Home > Other > Meanwhile There Are Letters > Page 29
Meanwhile There Are Letters Page 29

by Suzanne Marrs


  I’m sending you my copy of Uncle Silas (you keep it) because Elizabeth Bowen’s introduction is in it, which I’d like you to see. She, too, would have liked you to—she always had a strong admiration for you—we used to exchange your books, so a number of them ended up in Ireland—(You wouldn’t mind!)

  It made me very glad that you showed me the family pictures—those other faces I would have particularly wanted to see. And yours & Margaret’s in earlier times. In return for this, & the snapshot of you, here’s a few from here—The Welty grandfather is the “Pennsylvania Dutch” (more accurately German-Swiss in Grandpa’s case, & Amish ancestry) element we have in common, along with some other ones.

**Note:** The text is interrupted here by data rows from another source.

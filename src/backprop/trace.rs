use crate::math::matrix::Matrix;

/// One intermediate value produced during an evaluation.
///
/// `layer` is the topology index of the layer the value belongs to, so the
/// first hidden layer is `1` and the output layer is `num_layers - 1`.
#[derive(Debug, Clone, Copy)]
pub enum TraceEvent<'a> {
    PreActivation { layer: usize, z: &'a Matrix },
    Activation { layer: usize, activation: &'a Matrix },
    OutputDelta { layer: usize, delta: &'a Matrix },
    /// Everything that goes into one hidden-layer delta.
    BackwardStep {
        layer: usize,
        upstream_delta: &'a Matrix,
        transposed_weights: &'a Matrix,
        z: &'a Matrix,
        sigmoid_prime: &'a Matrix,
        propagated: &'a Matrix,
        delta: &'a Matrix,
    },
    BiasGradient { layer: usize, gradient: &'a Matrix },
    WeightGradient { layer: usize, gradient: &'a Matrix },
}

impl TraceEvent<'_> {
    pub fn layer(&self) -> usize {
        match *self {
            TraceEvent::PreActivation { layer, .. }
            | TraceEvent::Activation { layer, .. }
            | TraceEvent::OutputDelta { layer, .. }
            | TraceEvent::BackwardStep { layer, .. }
            | TraceEvent::BiasGradient { layer, .. }
            | TraceEvent::WeightGradient { layer, .. } => layer,
        }
    }

    pub fn name(&self) -> &'static str {
        match self {
            TraceEvent::PreActivation { .. } => "pre_activation",
            TraceEvent::Activation { .. } => "activation",
            TraceEvent::OutputDelta { .. } => "output_delta",
            TraceEvent::BackwardStep { .. } => "backward_step",
            TraceEvent::BiasGradient { .. } => "bias_gradient",
            TraceEvent::WeightGradient { .. } => "weight_gradient",
        }
    }
}

/// Observer for the intermediate values of an evaluation.
pub trait Tracer {
    fn record(&mut self, event: &TraceEvent<'_>);
}

impl<F> Tracer for F
where
    F: FnMut(&TraceEvent<'_>),
{
    fn record(&mut self, event: &TraceEvent<'_>) {
        self(event)
    }
}

/// Pins a closure to the [`Tracer`] signature so it can be passed as
/// `&mut dyn Tracer`.
pub fn from_fn<F>(f: F) -> F
where
    F: FnMut(&TraceEvent<'_>),
{
    f
}

/// Discards everything.
#[derive(Debug, Default, Clone, Copy)]
pub struct NoopTracer;

impl Tracer for NoopTracer {
    fn record(&mut self, _event: &TraceEvent<'_>) {}
}

/// Writes every intermediate tensor to the `log` facade at debug level.
#[derive(Debug, Default, Clone, Copy)]
pub struct LogTracer;

impl Tracer for LogTracer {
    fn record(&mut self, event: &TraceEvent<'_>) {
        match *event {
            TraceEvent::PreActivation { layer, z } => {
                log::debug!("layer {layer} z = {:?}", z.data);
            }
            TraceEvent::Activation { layer, activation } => {
                log::debug!("layer {layer} activation = {:?}", activation.data);
            }
            TraceEvent::OutputDelta { layer, delta } => {
                log::debug!("layer {layer} output delta = {:?}", delta.data);
            }
            TraceEvent::BackwardStep {
                layer,
                upstream_delta,
                transposed_weights,
                z,
                sigmoid_prime,
                propagated,
                delta,
            } => {
                log::debug!("layer {layer} upstream delta = {:?}", upstream_delta.data);
                log::debug!("layer {layer} next weights transposed = {:?}", transposed_weights.data);
                log::debug!("layer {layer} z = {:?}", z.data);
                log::debug!("layer {layer} sigmoid'(z) = {:?}", sigmoid_prime.data);
                log::debug!("layer {layer} weightsᵗ·delta = {:?}", propagated.data);
                log::debug!("layer {layer} delta = {:?}", delta.data);
            }
            TraceEvent::BiasGradient { layer, gradient } => {
                log::debug!("layer {layer} bias gradient = {:?}", gradient.data);
            }
            TraceEvent::WeightGradient { layer, gradient } => {
                log::debug!("layer {layer} weight gradient = {:?}", gradient.data);
            }
        }
    }
}

/// Keeps `(name, layer)` of every event in order. Handy in tests.
#[derive(Debug, Default, Clone)]
pub struct RecordingTracer {
    pub events: Vec<(&'static str, usize)>,
}

impl Tracer for RecordingTracer {
    fn record(&mut self, event: &TraceEvent<'_>) {
        self.events.push((event.name(), event.layer()));
    }
}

  Thank you again for so much, and when you do finish that waiting last chapter, and have time again, please write & let me know if all kept fine and went well and nothing suffered harm for your being away from it and thinking of a hundred kind & good things to do while I was nearby.

  Love,

  Eudora

  Both Margaret and Ken were as grateful as Eudora for the time she had spent in Santa Barbara, and both wrote to say so, Margaret first, telling Eudora: “Your visit had a peculiar effect on me. I want to start writing again after a long layoff in which I told everyone I’d retired. [. . .] Thanks. Really thanks.”16 Ken’s thanks soon followed.

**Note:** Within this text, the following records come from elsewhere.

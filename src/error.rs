use thiserror::Error;

/// Everything that can stop an evaluation from producing gradients.
///
/// Shape problems are configuration errors in the supplied parameters; the
/// evaluator reports them and never broadcasts around them.
#[derive(Debug, Error)]
pub enum Error {
    #[error("shape mismatch in {context}: expected {expected:?}, found {found:?}")]
    ShapeMismatch {
        context: String,
        expected: (usize, usize),
        found: (usize, usize),
    },

    #[error("invalid topology: {0}")]
    InvalidTopology(String),

    #[error("invalid fixture: {0}")]
    InvalidFixture(String),

    #[error(transparent)]
    Io(#[from] std::io::Error),

    #[error(transparent)]
    Json(#[from] serde_json::Error),
}

pub type Result<T> = std::result::Result<T, Error>;

impl Error {
    pub(crate) fn shape(
        context: impl Into<String>,
        expected: (usize, usize),
        found: (usize, usize),
    ) -> Error {
        Error::ShapeMismatch {
            context: context.into(),
            expected,
            found,
        }
    }
}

  Kenneth Millar to Eudora Welty, July 8, 1975

  Dear Eudora:

  I have been putting off answering your letter until I had the time to do it justice but, that day never having come, I’ll write as I can. I greatly value your expression of feeling for Santa Barbara and the people you met here. You must know how thoroughly it was reciprocated. It was a great week in the life of this community—you must know I mean this literally, for the cultural life of a community is made up of such weeks scattered over the years—and it will never be forgotten. The community aside, for the personal is even more important and more central, I dwell with continued pleasure and the hope of its renewal on the times we spent together and the places we went. You’re such a keen observer and enjoyer that you enhance a place by looking at it, and you strike notes that do not cease to vibrate.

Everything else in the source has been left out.